Anni fa, troppi per ricordarmi i dettagli, lessi un interessante articolo di un antropologo su una tribù aborigena. I membri di questa tribù riscontravano una strana peculiarità: se venivano incarcerati invariabilmente si suicidavano nella loro cella. Per quanto contestabile, potrebbe sembrare un comportamento comprensibile in caso di ergastolo. Molto meno lo sarebbe però per pene di pochi giorni, alle quali tuttavia seguiva lo stesso macabro epilogo. Il fatto, nella prima metà del secolo scorso, attirò quindi gli studi di uno scienziato nel tentativo di comprenderne le cause.
Quello che emerse fu molto interessante. I membri di tale (come ho detto, non ricordo i dettagli ed i nomi appartengano purtroppo a questa categoria...) tribù non disponevano del concetto di futuro. Non poté essere chiarito come questo fenomeno avesse potuto verificarsi, eppure ciò emerse chiaramente da studi approfonditi. Pertanto, scambiando la condizione presente per eterna ed immutabile, la percezione della prigionia diveniva senza prospettiva alcuna, sconfortante, senza speranza ed indegna di essere vissuta. Perciò gli aborigeni si suicidavano.

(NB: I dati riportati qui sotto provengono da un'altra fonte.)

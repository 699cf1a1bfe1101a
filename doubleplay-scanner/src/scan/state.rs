//! Scan state
//!
//! Mutated only by the scan queue; everyone else gets a [`ScanState`] copy.

use chrono::{DateTime, Utc};
use doubleplay_common::ScanDirection;
use serde::Serialize;
use std::fmt;

/// What the queue is doing right now
#[derive(Debug, Clone, Copy, PartialEq, Eq, Serialize)]
#[serde(rename_all = "lowercase")]
pub enum ScanActivity {
    Forward,
    Backward,
    Idle,
}

impl From<ScanDirection> for ScanActivity {
    fn from(direction: ScanDirection) -> Self {
        match direction {
            ScanDirection::Forward => ScanActivity::Forward,
            ScanDirection::Backward => ScanActivity::Backward,
        }
    }
}

impl fmt::Display for ScanActivity {
    fn fmt(&self, f: &mut fmt::Formatter<'_>) -> fmt::Result {
        match self {
            ScanActivity::Forward => write!(f, "forward"),
            ScanActivity::Backward => write!(f, "backward"),
            ScanActivity::Idle => write!(f, "idle"),
        }
    }
}

/// Point-in-time copy of the scan state
#[derive(Debug, Clone, PartialEq, Serialize)]
#[serde(rename_all = "camelCase")]
pub struct ScanState {
    pub activity: ScanActivity,
    /// Bounds of the chunk in flight; `None` while idle
    pub job_start: Option<DateTime<Utc>>,
    pub job_end: Option<DateTime<Utc>>,
    pub total_requests: u64,
    pub forward_requests: u64,
    pub backward_requests: u64,
    /// Consecutive failed chunks
    pub retry_count: u32,
    pub running: bool,
    pub pending_jobs: usize,
    pub backward_complete: bool,
    pub last_success: Option<DateTime<Utc>>,
}

impl Default for ScanState {
    fn default() -> Self {
        Self {
            activity: ScanActivity::Idle,
            job_start: None,
            job_end: None,
            total_requests: 0,
            forward_requests: 0,
            backward_requests: 0,
            retry_count: 0,
            running: false,
            pending_jobs: 0,
            backward_complete: false,
            last_success: None,
        }
    }
}

impl ScanState {
    pub fn begin_chunk(&mut self, direction: ScanDirection, start: DateTime<Utc>, end: DateTime<Utc>) {
        self.activity = direction.into();
        self.job_start = Some(start);
        self.job_end = Some(end);
    }

    pub fn record_requests(&mut self, direction: ScanDirection, requests: u64) {
        self.total_requests += requests;
        match direction {
            ScanDirection::Forward => self.forward_requests += requests,
            ScanDirection::Backward => self.backward_requests += requests,
        }
    }

    pub fn record_success(&mut self, at: DateTime<Utc>) {
        self.retry_count = 0;
        self.last_success = Some(at);
    }

    /// Returns the new consecutive failure count
    pub fn record_failure(&mut self) -> u32 {
        self.retry_count += 1;
        self.retry_count
    }

    /// Queue drained
    pub fn set_idle(&mut self) {
        self.activity = ScanActivity::Idle;
        self.job_start = None;
        self.job_end = None;
        self.pending_jobs = 0;
    }
}
//! Human-readable duration formatting for progress output

const MINUTE: i64 = 60;
const HOUR: i64 = 60 * MINUTE;
const DAY: i64 = 24 * HOUR;

/// Format a number of seconds compactly.
///
/// Picks the two most significant units:
///
/// ```
/// use doubleplay_common::human_time::format_duration;
///
/// assert_eq!(format_duration(45), "45s");
/// assert_eq!(format_duration(330), "5m 30s");
/// assert_eq!(format_duration(3_720), "1h 02m");
/// assert_eq!(format_duration(190_800), "2d 05h");
/// ```
pub fn format_duration(seconds: i64) -> String {
    let sign = if seconds < 0 { "-" } else { "" };
    let s = seconds.abs();

    let body = if s < MINUTE {
        format!("{}s", s)
    } else if s < HOUR {
        format!("{}m {:02}s", s / MINUTE, s % MINUTE)
    } else if s < DAY {
        format!("{}h {:02}m", s / HOUR, (s % HOUR) / MINUTE)
    } else {
        format!("{}d {:02}h", s / DAY, (s % DAY) / HOUR)
    };

    format!("{}{}", sign, body)
}

/// Format an optional ETA, `"unknown"` when not yet estimable
pub fn format_eta(seconds: Option<i64>) -> String {
    match seconds {
        Some(s) => format_duration(s),
        None => "unknown".to_string(),
    }
}

#[cfg(test)]
mod tests {
    use super::*;

    #[test]
    fn test_seconds_only() {
        assert_eq!(format_duration(0), "0s");
        assert_eq!(format_duration(59), "59s");
    }

    #[test]
    fn test_minutes_pad_seconds() {
        assert_eq!(format_duration(60), "1m 00s");
        assert_eq!(format_duration(605), "10m 05s");
    }

    #[test]
    fn test_hours_and_days() {
        assert_eq!(format_duration(HOUR), "1h 00m");
        assert_eq!(format_duration(DAY + 3 * HOUR + 59), "1d 03h");
        assert_eq!(format_duration(400 * DAY), "400d 00h");
    }

    #[test]
    fn test_negative_values_keep_sign() {
        assert_eq!(format_duration(-90), "-1m 30s");
    }

    #[test]
    fn test_format_eta() {
        assert_eq!(format_eta(None), "unknown");
        assert_eq!(format_eta(Some(125)), "2m 05s");
    }
}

Potrebbe sembrare un racconto di Borges o di Philip K. Dick, ma si tratta invece di ricordi tratti da un serissimo saggio di Lévi-Strauss (ehm, mi auguro che la precisazione sia inutile, ma chiaramente non sto parlando di quello dei Jeans...)
Prospettive dunque. In questo caso differenza tra la vita e la morte.
Devo invece a Fromm l'avere appreso una interessante caratteristica di una lingua che non parlo, lo spagnolo. "Ser" e "Estar" sono due verbi dall'uso nettamente distinto ma entrambi traducibili in italiano col verbo "Essere". Foneticamente, ed ancor più conoscendone il significato, si potrebbe obbiettare che "estar" equivalga a "stare". Eppure non sarebbe corretto poiché, a quanto mi riferiscono, in spagnolo la divisione è netta e rigida: il primo verbo, "Ser" si usa per condizioni permanenti (io sono alto un metro e settantacinque), il secondo "Estar" per condizioni momentanee (io sono malato). La distinzione non è esattamente una pignoleria poiché, PNL docet, col linguaggio creiamo la nostra percezione della realtà. Che percezione creeremmo quindi utilizzando inavvertitamente il verbo "ser" accanto a "prigioniero"...?
Ancora prospettive. In questo caso quelle che la citata PNL chiama "convinzioni autolimitanti". Le gabbie più grandi e sicure sono quelle della nostra mente. Sembra strano? Sarebbe stato interessante chiederlo ai citati aborigeni, sempre che, nel frattempo, non si siano estinti...
A questo punto però vale la pena una piccola digressione per evitare ingenue fallacie compositive.
Alcuni obiettano che non è vero che pensando nero mi creo una realtà nera, poiché non è vero che batterei in una gara motociclistica Valentino Rossi pensando di farlo. Si tenta ovvero una dimostrazione per assurdo tanto ingenua quanto fuori luogo (le dimostrazioni per assurdo sono efficaci solo all'interno di un sistema chiuso).
Altri invece deducono che poiché è vero che pensando nero mi creo una realtà nera, allora pensando di battere Valentino Rossi riuscirò a farlo. In questo caso assistiamo invece al puerile sillogismo tanto caro agli assertori del pensiero positivo.
Dov'è l'errore comune ad entrambi i punti di vista? Si potrebbe dire quello di "fare i conti senza l'oste".
Già, perché l'atteggiamento, positivo o negativo che sia, produrrà esclusivamente ciò che il soggetto avrà i mezzi per realizzare. Se ci saranno le risorse per vincere il campione in carica, ma anche solo per ottenere un appuntamento o per costruire un tavolo, allora l'atteggiamento le realizzerà, altrimenti non potrà mai farlo.
Ma allora perché sostengo che vedendo nero si produce l'infelicità? Beh, questo perché di risorse per essere infelici ne abbiamo in abbondanza: basta porre davanti allo sguardo con cui valutiamo la realtà un filtro scuro ed anche le cose più belle diventeranno immediatamente grigie.
Chiarita dunque l'importanza di allenarsi duramente per acquisire i mezzi utili a quanto ci interessa, possiamo tornare alla prospettiva. Poiché essa determinerà se questi mezzi produrranno o meno dei frutti, come pure se creeranno o meno delle tristi gabbie.